* _Task brief_
Among the entries below, only the lines starting at the one with "self.rotations.clear();" and ending at the one with "pub(crate) fn copy_from(&mut", both included, are to be printed exactly.

* _Extracted records_
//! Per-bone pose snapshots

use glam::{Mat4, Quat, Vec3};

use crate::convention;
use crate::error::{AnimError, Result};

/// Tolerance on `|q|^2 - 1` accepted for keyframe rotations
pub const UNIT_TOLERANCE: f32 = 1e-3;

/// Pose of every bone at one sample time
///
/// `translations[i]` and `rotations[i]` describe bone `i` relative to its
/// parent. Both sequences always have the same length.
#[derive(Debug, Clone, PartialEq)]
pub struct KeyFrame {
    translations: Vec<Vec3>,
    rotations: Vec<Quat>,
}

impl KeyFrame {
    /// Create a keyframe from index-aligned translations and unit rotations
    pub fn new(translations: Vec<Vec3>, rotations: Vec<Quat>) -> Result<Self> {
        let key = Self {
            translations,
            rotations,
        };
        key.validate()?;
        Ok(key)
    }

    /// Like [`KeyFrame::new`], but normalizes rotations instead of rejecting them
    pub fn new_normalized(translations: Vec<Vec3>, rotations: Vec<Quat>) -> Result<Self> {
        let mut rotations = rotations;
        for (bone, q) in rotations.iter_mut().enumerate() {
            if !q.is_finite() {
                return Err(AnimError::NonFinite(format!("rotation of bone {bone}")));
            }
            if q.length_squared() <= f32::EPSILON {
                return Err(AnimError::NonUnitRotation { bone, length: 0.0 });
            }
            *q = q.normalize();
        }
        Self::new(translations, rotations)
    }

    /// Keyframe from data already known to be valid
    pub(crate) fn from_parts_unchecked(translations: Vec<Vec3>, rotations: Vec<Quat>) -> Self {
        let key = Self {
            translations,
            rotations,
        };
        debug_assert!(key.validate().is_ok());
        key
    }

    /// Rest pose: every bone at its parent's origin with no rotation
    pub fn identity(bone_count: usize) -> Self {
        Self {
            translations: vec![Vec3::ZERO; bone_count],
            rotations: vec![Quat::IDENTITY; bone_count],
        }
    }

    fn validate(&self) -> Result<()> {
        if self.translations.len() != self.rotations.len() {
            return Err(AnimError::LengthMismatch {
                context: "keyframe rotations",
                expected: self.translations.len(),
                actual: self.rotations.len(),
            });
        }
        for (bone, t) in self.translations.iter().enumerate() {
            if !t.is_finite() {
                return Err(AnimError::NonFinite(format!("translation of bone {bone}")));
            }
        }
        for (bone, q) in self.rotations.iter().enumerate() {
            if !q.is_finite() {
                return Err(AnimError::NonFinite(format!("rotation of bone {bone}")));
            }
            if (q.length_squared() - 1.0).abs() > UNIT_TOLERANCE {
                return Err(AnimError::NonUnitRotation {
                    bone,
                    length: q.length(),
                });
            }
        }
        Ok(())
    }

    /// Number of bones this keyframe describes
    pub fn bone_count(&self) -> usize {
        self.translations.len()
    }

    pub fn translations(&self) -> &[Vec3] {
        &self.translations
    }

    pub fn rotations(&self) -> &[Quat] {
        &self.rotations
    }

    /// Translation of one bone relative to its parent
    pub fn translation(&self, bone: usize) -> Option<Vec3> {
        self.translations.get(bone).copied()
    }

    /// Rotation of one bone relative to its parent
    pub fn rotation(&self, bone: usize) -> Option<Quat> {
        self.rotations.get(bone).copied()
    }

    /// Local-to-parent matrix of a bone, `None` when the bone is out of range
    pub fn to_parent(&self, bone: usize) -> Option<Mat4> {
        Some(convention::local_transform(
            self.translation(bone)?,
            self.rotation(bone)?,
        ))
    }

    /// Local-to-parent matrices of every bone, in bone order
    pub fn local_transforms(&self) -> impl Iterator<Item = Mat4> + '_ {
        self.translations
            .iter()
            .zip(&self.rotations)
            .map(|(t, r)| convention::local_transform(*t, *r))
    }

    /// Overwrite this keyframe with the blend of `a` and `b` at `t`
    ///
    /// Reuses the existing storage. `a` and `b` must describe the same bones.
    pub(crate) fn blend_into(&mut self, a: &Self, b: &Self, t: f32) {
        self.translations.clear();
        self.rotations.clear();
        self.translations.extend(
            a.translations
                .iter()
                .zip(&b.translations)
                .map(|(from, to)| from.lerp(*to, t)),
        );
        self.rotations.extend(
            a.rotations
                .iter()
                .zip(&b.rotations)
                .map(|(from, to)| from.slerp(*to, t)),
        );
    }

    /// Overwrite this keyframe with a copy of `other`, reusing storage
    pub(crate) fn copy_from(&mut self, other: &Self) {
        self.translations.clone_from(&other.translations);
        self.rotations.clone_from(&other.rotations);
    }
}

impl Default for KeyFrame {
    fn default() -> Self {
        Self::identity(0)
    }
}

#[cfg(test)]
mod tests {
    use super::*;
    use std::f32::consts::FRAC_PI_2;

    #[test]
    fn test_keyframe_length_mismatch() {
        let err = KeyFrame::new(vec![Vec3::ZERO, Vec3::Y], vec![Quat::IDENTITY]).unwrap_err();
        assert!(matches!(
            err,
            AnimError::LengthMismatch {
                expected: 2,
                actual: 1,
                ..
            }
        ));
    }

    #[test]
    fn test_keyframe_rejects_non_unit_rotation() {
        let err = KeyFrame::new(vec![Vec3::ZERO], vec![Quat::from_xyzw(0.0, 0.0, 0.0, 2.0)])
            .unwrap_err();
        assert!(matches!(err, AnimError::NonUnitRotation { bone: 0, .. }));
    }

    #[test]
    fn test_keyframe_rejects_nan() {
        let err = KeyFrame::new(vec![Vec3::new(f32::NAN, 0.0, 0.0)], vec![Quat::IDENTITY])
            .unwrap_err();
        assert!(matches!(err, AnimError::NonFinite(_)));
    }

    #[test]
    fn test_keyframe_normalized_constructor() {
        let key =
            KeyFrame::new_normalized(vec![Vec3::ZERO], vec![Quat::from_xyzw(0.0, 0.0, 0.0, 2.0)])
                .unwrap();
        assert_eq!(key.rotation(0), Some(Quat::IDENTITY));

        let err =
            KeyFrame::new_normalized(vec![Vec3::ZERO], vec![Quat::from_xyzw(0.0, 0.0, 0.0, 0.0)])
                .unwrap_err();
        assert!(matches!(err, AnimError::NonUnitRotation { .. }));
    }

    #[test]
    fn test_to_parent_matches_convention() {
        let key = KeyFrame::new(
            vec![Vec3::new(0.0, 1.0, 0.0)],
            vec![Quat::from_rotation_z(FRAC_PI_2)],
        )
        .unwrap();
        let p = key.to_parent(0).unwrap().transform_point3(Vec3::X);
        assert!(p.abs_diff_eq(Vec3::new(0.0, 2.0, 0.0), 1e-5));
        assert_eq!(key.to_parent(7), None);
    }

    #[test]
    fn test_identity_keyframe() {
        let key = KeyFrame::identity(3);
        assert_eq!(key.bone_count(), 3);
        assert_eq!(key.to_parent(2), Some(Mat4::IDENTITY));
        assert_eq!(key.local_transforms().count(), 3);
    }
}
* * *
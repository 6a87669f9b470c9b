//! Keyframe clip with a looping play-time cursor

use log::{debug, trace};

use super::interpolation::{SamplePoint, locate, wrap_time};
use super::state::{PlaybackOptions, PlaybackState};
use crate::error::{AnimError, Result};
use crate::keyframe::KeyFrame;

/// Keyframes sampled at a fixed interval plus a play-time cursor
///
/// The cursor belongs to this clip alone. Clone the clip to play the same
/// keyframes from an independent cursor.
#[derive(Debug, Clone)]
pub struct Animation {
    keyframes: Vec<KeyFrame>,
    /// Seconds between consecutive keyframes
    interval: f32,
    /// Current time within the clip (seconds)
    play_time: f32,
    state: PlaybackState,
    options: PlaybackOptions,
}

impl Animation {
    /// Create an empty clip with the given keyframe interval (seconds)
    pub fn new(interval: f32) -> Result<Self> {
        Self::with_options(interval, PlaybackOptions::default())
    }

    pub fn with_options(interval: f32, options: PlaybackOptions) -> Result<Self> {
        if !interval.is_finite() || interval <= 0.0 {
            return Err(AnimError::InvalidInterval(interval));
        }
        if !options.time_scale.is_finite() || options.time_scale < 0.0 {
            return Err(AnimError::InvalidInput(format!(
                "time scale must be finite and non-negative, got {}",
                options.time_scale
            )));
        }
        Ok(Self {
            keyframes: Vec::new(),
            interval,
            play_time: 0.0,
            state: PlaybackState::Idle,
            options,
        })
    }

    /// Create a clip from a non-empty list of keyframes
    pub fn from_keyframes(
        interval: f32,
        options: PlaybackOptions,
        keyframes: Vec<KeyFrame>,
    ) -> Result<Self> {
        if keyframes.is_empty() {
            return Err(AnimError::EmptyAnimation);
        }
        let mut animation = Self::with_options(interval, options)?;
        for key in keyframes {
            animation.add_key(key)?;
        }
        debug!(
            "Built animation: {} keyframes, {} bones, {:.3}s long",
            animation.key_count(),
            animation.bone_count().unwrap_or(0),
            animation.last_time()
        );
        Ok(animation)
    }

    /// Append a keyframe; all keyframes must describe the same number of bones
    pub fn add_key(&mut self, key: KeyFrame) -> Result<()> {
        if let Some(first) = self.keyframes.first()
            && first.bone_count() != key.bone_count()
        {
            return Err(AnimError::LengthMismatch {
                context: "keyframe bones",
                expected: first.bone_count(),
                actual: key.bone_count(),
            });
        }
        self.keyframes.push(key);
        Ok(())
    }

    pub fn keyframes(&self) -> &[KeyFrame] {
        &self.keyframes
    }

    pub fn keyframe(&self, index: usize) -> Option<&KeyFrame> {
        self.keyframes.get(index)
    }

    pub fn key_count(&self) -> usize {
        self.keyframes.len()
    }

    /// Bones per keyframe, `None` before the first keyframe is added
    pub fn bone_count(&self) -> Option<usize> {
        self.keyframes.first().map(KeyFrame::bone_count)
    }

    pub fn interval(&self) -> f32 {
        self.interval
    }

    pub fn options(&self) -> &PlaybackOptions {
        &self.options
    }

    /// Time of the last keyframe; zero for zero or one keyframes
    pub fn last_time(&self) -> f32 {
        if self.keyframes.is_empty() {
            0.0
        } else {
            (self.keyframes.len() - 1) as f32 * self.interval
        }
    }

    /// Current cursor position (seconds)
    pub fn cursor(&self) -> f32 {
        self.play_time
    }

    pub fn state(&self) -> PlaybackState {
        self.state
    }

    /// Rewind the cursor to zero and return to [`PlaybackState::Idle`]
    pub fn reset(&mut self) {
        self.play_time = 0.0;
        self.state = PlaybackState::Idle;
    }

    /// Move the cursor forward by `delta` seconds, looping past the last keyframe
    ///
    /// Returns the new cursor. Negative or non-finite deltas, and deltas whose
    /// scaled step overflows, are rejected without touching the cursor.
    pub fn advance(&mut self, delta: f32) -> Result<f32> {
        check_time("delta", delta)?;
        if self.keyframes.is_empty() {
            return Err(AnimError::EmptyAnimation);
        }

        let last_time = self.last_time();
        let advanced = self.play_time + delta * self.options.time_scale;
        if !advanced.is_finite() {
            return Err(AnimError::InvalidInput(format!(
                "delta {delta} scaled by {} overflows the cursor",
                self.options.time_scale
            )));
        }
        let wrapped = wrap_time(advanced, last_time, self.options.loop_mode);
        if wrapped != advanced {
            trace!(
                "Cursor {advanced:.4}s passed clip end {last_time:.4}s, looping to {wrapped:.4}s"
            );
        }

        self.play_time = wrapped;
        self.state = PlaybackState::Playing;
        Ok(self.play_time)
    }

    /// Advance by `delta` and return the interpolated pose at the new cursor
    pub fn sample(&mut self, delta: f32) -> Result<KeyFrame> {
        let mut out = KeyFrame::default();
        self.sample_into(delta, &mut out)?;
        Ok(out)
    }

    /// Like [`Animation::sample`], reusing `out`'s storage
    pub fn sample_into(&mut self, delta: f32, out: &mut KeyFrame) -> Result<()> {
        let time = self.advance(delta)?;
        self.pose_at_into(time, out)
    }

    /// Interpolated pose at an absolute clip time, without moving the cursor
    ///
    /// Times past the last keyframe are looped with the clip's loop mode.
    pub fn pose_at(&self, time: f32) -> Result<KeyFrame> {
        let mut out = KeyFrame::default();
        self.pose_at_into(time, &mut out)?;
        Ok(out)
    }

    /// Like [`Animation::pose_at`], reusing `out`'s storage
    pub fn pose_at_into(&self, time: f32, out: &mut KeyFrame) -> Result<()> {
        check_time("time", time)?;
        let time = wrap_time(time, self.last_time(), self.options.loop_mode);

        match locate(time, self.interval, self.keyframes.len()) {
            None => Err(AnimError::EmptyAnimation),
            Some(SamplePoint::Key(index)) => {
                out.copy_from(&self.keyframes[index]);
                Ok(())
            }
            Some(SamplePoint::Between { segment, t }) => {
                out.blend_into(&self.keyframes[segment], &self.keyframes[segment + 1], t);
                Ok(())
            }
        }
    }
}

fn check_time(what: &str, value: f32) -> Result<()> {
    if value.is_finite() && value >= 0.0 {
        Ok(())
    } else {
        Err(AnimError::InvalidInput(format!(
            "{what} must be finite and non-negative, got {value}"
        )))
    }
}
...
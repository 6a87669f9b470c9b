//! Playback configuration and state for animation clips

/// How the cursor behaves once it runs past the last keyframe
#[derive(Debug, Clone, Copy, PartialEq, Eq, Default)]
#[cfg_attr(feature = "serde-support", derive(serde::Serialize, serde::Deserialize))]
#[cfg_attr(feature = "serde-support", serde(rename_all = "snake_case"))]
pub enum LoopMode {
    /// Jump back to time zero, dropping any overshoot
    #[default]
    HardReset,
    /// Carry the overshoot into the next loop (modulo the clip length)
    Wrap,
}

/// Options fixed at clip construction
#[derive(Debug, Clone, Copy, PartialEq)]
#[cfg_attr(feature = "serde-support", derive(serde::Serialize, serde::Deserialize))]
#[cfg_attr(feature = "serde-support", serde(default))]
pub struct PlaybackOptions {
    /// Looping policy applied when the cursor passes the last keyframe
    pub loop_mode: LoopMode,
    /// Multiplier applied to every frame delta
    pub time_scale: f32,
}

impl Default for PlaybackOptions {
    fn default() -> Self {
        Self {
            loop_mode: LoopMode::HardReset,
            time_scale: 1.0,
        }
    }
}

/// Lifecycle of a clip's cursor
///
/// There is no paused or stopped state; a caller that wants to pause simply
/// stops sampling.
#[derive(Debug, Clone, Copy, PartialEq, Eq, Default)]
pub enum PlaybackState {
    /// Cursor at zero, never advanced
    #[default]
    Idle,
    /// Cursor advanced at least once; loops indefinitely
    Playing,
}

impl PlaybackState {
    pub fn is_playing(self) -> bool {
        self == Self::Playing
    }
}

* _Solution below_
        self.rotations.clear();
        self.translations.extend(
            a.translations
                .iter()
                .zip(&b.translations)
                .map(|(from, to)| from.lerp(*to, t)),
        );
        self.rotations.extend(
            a.rotations
                .iter()
                .zip(&b.rotations)
                .map(|(from, to)| from.slerp(*to, t)),
        );
    }

    /// Overwrite this keyframe with a copy of `other`, reusing storage
    pub(crate) fn copy_from(&mut self, other: &Self) {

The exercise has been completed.